Materials provided START
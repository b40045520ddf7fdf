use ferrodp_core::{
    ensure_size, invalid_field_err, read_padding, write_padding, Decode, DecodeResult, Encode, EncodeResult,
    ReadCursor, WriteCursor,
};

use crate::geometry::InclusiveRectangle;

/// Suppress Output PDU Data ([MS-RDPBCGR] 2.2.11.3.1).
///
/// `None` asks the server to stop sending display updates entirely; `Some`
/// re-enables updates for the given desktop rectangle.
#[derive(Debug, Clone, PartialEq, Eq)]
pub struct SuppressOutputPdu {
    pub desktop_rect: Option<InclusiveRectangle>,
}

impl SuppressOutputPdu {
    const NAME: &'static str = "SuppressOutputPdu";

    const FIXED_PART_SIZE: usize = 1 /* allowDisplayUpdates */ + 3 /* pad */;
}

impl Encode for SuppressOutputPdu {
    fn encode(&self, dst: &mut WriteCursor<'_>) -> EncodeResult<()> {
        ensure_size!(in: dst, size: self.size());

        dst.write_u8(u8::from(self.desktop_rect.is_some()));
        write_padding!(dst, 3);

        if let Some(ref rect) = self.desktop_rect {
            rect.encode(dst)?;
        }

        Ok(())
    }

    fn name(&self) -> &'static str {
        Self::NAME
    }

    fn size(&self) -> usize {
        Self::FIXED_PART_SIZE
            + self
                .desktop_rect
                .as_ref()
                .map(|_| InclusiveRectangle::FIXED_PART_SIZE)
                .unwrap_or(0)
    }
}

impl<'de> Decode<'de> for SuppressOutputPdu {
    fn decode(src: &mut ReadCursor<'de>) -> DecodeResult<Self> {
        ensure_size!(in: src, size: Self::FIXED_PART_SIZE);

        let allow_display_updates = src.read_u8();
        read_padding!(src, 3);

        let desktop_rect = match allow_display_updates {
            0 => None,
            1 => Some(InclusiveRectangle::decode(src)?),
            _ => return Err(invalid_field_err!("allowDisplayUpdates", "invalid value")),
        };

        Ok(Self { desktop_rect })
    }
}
Materials provided END
__Description of the task__.
Scan the material above for the word "InclusiveRectangle", and copy each line where it appears.

__Solution for this problem__.
use crate::geometry::InclusiveRectangle;
    pub desktop_rect: Option<InclusiveRectangle>,
                .map(|_| InclusiveRectangle::FIXED_PART_SIZE)
            1 => Some(InclusiveRectangle::decode(src)?),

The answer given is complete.